Olive Oil Pesto Pasta with Yogurt Sauce
Winner of Netflix’s “The Devil’s Plan: Chef Edition” and a chef deeply versed in European ingredients, Chef Sungjoon Kwon brings together European tradition and modern creativity, presenting sophisticated dishes that highlight the true essence of each ingredient.
Sicilian PGI Olive Oil – 500ml
Parmigiano Reggiano PDO Cheese – 1 pack
Fresh basil – 100g
Pistachios or pine nuts – 100g, shelled
Garlic – 3 cloves
Greek yogurt – 100g
Pasta – 1 pack
Salt and pepper – as needed
Instructions
Blend olive oil, basil, nuts, cheese, garlic, and salt together to make pesto.
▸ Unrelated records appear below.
impl<K, V, S> OpenHashMap<K, V, S>
where
    K: Hash + Eq,
    S: BuildHasher,
{
    /// Makes room for at least `additional` more pairs without rehashing.
    pub fn reserve(&mut self, additional: usize) {
        self.table.reserve(additional);
    }

    /// Inserts `value` under `key`, replacing the stored value only when
    /// `overwrite` is `true`.
    ///
    /// Returns `false` exactly when the key was present and left untouched.
    ///
    /// ```rust
    /// use arena_hash::OpenHashMap;
    ///
    /// let mut map: OpenHashMap<&str, u32> = OpenHashMap::new();
    /// assert!(map.put("hp", 10, false));
    /// assert!(!map.put("hp", 20, false));
    /// assert_eq!(map["hp"], 10);
    /// assert!(map.put("hp", 30, true));
    /// assert_eq!(map["hp"], 30);
    /// ```
    pub fn put(&mut self, key: K, value: V, overwrite: bool) -> bool {
        let hash = self.hash_builder.hash_one(&key);
        match self.table.entry(hash, |(k, _)| k == &key) {
            TableEntry::Occupied(mut entry) => {
                if overwrite {
                    entry.get_mut().1 = value;
                }
                overwrite
            }
            TableEntry::Vacant(entry) => {
                entry.insert((key, value));
                true
            }
        }
    }

    /// Inserts a key-value pair, returning the previous value if the key was
    /// present.
    pub fn insert(&mut self, key: K, value: V) -> Option<V> {
        let hash = self.hash_builder.hash_one(&key);
        match self.table.entry(hash, |(k, _)| k == &key) {
            TableEntry::Occupied(mut entry) => {
                let old_value = core::mem::replace(&mut entry.get_mut().1, value);
                Some(old_value)
            }
            TableEntry::Vacant(entry) => {
                entry.insert((key, value));
                None
            }
        }
    }

    /// Inserts `value` unless `key` is present, and returns the value stored
    /// under `key`.
    pub fn insert_unique(&mut self, key: K, value: V) -> &mut V {
        self.entry(key).or_insert(value)
    }

    /// Like [`insert_unique`](Self::insert_unique), also reporting whether the
    /// pair was newly inserted.
    ///
    /// ```rust
    /// use arena_hash::OpenHashMap;
    ///
    /// let mut map: OpenHashMap<&str, u32> = OpenHashMap::new();
    /// assert_eq!(map.test_insert("a", 1), (&mut 1, true));
    /// assert_eq!(map.test_insert("a", 2), (&mut 1, false));
    /// ```
    pub fn test_insert(&mut self, key: K, value: V) -> (&mut V, bool) {
        match self.entry(key) {
            Entry::Occupied(entry) => (entry.into_mut(), false),
            Entry::Vacant(entry) => (entry.insert(value), true),
        }
    }

    /// Returns the value under `key`, inserting `V::default()` first if the key
    /// is absent.
    pub fn get_or_insert_default(&mut self, key: K) -> &mut V
    where
        V: Default,
    {
        self.entry(key).or_default()
    }

    /// Returns a reference to the value corresponding to the key.
    pub fn get<Q>(&self, key: &Q) -> Option<&V>
    where
        K: Borrow<Q>,
        Q: Hash + Eq + ?Sized,
    {
        self.get_key_value(key).map(|(_, v)| v)
    }

    /// Returns the stored key and value corresponding to the key.
    pub fn get_key_value<Q>(&self, key: &Q) -> Option<(&K, &V)>
    where
        K: Borrow<Q>,
        Q: Hash + Eq + ?Sized,
    {
        let hash = self.hash_builder.hash_one(key);
        self.table
            .find(hash, equivalent_key(key))
            .map(|(k, v)| (k, v))
    }

    /// Returns a mutable reference to the value corresponding to the key.
    pub fn get_mut<Q>(&mut self, key: &Q) -> Option<&mut V>
    where
        K: Borrow<Q>,
        Q: Hash + Eq + ?Sized,
    {
        let hash = self.hash_builder.hash_one(key);
        self.table
            .find_mut(hash, equivalent_key(key))
            .map(|(_, v)| v)
    }

    /// Returns a clone of the value corresponding to the key.
    pub fn lookup<Q>(&self, key: &Q) -> Option<V>
    where
        K: Borrow<Q>,
        Q: Hash + Eq + ?Sized,
        V: Clone,
    {
        self.get(key).cloned()
    }

    /// Returns `true` if the map contains a value for the specified key.
    pub fn contains_key<Q>(&self, key: &Q) -> bool
    where
        K: Borrow<Q>,
        Q: Hash + Eq + ?Sized,
    {
        self.get_key_value(key).is_some()
    }

    /// Removes a key from the map, returning the value if the key was present.
    pub fn remove<Q>(&mut self, key: &Q) -> Option<V>
    where
        K: Borrow<Q>,
        Q: Hash + Eq + ?Sized,
    {
        self.remove_entry(key).map(|(_, v)| v)
    }

    /// Removes a key from the map, returning the stored key and value if the
    /// key was present.
    pub fn remove_entry<Q>(&mut self, key: &Q) -> Option<(K, V)>
    where
        K: Borrow<Q>,
        Q: Hash + Eq + ?Sized,
    {
        let hash = self.hash_builder.hash_one(key);
        self.table.remove(hash, equivalent_key(key))
    }

    /// Returns a cursor on the pair for `key`, or `None` if the key is absent.
    pub fn find_cursor_mut<Q>(&mut self, key: &Q) -> Option<CursorMut<'_, K, V>>
    where
        K: Borrow<Q>,
        Q: Hash + Eq + ?Sized,
    {
        let hash = self.hash_builder.hash_one(key);
        self.table
            .find_cursor_mut(hash, equivalent_key(key))
            .map(|inner| CursorMut { inner })
    }

    /// Gets the given key's corresponding entry in the map for in-place
    /// manipulation.
    ///
    /// ```rust
    /// use arena_hash::OpenHashMap;
    ///
    /// let mut counts: OpenHashMap<char, u32> = OpenHashMap::new();
    /// for c in "hello".chars() {
    ///     counts.entry(c).and_modify(|n| *n += 1).or_insert(1);
    /// }
    /// assert_eq!(counts[&'l'], 2);
    /// assert_eq!(counts[&'o'], 1);
    /// ```
    pub fn entry(&mut self, key: K) -> Entry<'_, K, V> {
        let hash = self.hash_builder.hash_one(&key);
        match self.table.entry(hash, |(k, _)| k == &key) {
            TableEntry::Occupied(entry) => Entry::Occupied(OccupiedEntry { entry }),
            TableEntry::Vacant(entry) => Entry::Vacant(VacantEntry { entry, key }),
        }
    }
}

#[cfg(any(test, feature = "stats"))]
impl<K, V, S> OpenHashMap<K, V, S> {
    /// Returns a snapshot of the underlying table's shape.
    ///
    /// Requires the `stats` feature.
    pub fn stats(&self) -> crate::stats::TableStats {
        self.table.stats()
    }

    /// Returns the probe-length histogram of the underlying table.
    ///
    /// Requires the `stats` feature.
    pub fn probe_histogram(&self) -> alloc::vec::Vec<usize> {
        self.table.probe_histogram()
    }

    /// Prints the probe-length histogram as a bar chart.
    ///
    /// Requires the `stats` and `std` features.
    #[cfg(feature = "std")]
    pub fn print_probe_histogram(&self) {
        self.table.print_probe_histogram();
    }
}

impl<K, V, S> OpenHashMap<K, V, S>
where
    K: Hash + Eq,
    S: BuildHasher + Default,
{
    /// Creates an empty map with 8 slots using the default hasher builder.
    pub fn new() -> Self {
        Self::with_hasher(S::default())
    }

    /// Creates a map that holds at least `capacity` pairs before it needs to
    /// grow, using the default hasher builder.
    ///
    /// ```rust
    /// use arena_hash::OpenHashMap;
    ///
    /// let map: OpenHashMap<i32, String> = OpenHashMap::with_capacity(100);
    /// assert!(map.capacity() >= 100);
    /// ```
    pub fn with_capacity(capacity: usize) -> Self {
        Self::with_capacity_and_hasher(capacity, S::default())
    }
}

impl<K, V, S> Default for OpenHashMap<K, V, S>
where
    K: Hash + Eq,
    S: BuildHasher + Default,
{
    fn default() -> Self {
        Self::new()
    }
}

impl<K, V, S> PartialEq for OpenHashMap<K, V, S>
where
    K: Hash + Eq,
    V: PartialEq,
    S: BuildHasher,
{
    fn eq(&self, other: &Self) -> bool {
        self.len() == other.len()
            && self
                .iter()
                .all(|(k, v)| other.get(k).is_some_and(|other_v| v == other_v))
    }
}

impl<K, V, S> Eq for OpenHashMap<K, V, S>
where
    K: Hash + Eq,
    V: Eq,
    S: BuildHasher,
{
}

impl<K, Q, V, S> core::ops::Index<&Q> for OpenHashMap<K, V, S>
where
    K: Hash + Eq + Borrow<Q>,
    Q: Hash + Eq + ?Sized,
    S: BuildHasher,
{
    type Output = V;

    /// # Panics
    ///
    /// Panics if the key is not present in the map.
    fn index(&self, key: &Q) -> &V {
        self.get(key).expect("key not found in OpenHashMap")
    }
}

impl<K, V, S> Extend<(K, V)> for OpenHashMap<K, V, S>
where
    K: Hash + Eq,
    S: BuildHasher,
{
    fn extend<I: IntoIterator<Item = (K, V)>>(&mut self, iter: I) {
        let iter = iter.into_iter();
        self.reserve(iter.size_hint().0);
        for (k, v) in iter {
            self.insert(k, v);
        }
    }
}

impl<K, V, S> FromIterator<(K, V)> for OpenHashMap<K, V, S>
where
    K: Hash + Eq,
    S: BuildHasher + Default,
{
    /// Builds a map with twice as many slots as the iterator reports items.
    fn from_iter<I: IntoIterator<Item = (K, V)>>(iter: I) -> Self {
        let iter = iter.into_iter();
        let size_hint = iter.size_hint().0.saturating_mul(2);
        let mut map = Self::with_size_and_hasher(size_hint, DEFAULT_LOAD_FACTOR, S::default());
        map.extend(iter);
        map
    }
}

impl<K, V, S> IntoIterator for OpenHashMap<K, V, S> {
    type Item = (K, V);
    type IntoIter = IntoIter<K, V>;

    fn into_iter(self) -> Self::IntoIter {
        IntoIter {
            inner: self.table.into_iter(),
        }
    }
}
Boil water with salt and cook the pasta until al dente.
Drain and toss the pasta in a bowl with the pesto and a small amount of pasta water.
Plate the pasta, top with a spoonful of Greek yogurt, and finish with grated Parmigiano Reggiano.
Tips
White Wine Pairing Romania Chardonnay 2020
A wine with subtle aromas of white peach and green apple, complemented by gentle acidity — a refreshing match for the rich and nutty olive oil pesto.